[Collected data entries]
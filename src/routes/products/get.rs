use actix_web::{web, HttpResponse};
use anyhow::Context;
use serde::Deserialize;

use crate::{db_interaction::{get_product_page, ProductListing}, envelope::Envelope, utils::{get_pooled_connection, DbPool, UnexpectedError}};

#[derive(Deserialize, Debug)]
pub struct GetProductsQuery {
    pub q: Option<String>,
    pub category: Option<String>,
    pub min_stock: Option<i32>,
    pub page: Option<i64>,
    pub page_size: Option<i64>,
    pub sort_by: Option<String>,
    pub sort_dir: Option<String>
}

#[tracing::instrument(
    "Get product listing",
    skip(pool)
)]
pub async fn get_products(
    pool: web::Data<DbPool>,
    query: web::Query<GetProductsQuery>
) -> Result<HttpResponse, UnexpectedError> {
    let query = query.into_inner();

    let listing = ProductListing::new(
        query.q,
        query.category,
        query.min_stock,
        query.page,
        query.page_size,
        query.sort_by.as_deref(),
        query.sort_dir.as_deref()
    );

    let conn = get_pooled_connection(&pool)
        .await
        .context("Failed to get connection from pool")?;

    let page = get_product_page(conn, listing)
        .await
        .context("Failed to load product page")?;

    Ok(HttpResponse::Ok().json(Envelope::ok(page)))
}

**TASK DIRECTIONS:** For each line shown above, write an exact copy.

**EXERCISE RESPONSE:**
filename src/routes/products/get.rs
use actix_web::{web, HttpResponse};
use anyhow::Context;
use serde::Deserialize;

use crate::{db_interaction::{get_product_page, ProductListing}, envelope::Envelope, utils::{get_pooled_connection, DbPool, UnexpectedError}};

#[derive(Deserialize, Debug)]
pub struct GetProductsQuery {
    pub q: Option<String>,
    pub category: Option<String>,
    pub min_stock: Option<i32>,
    pub page: Option<i64>,
    pub page_size: Option<i64>,
    pub sort_by: Option<String>,
    pub sort_dir: Option<String>
}

#[tracing::instrument(
    "Get product listing",
    skip(pool)
)]
pub async fn get_products(
    pool: web::Data<DbPool>,
    query: web::Query<GetProductsQuery>
) -> Result<HttpResponse, UnexpectedError> {
    let query = query.into_inner();

    let listing = ProductListing::new(
        query.q,
        query.category,
        query.min_stock,
        query.page,
        query.page_size,
        query.sort_by.as_deref(),
        query.sort_dir.as_deref()
    );

    let conn = get_pooled_connection(&pool)
        .await
        .context("Failed to get connection from pool")?;

    let page = get_product_page(conn, listing)
        .await
        .context("Failed to load product page")?;

    Ok(HttpResponse::Ok().json(Envelope::ok(page)))
}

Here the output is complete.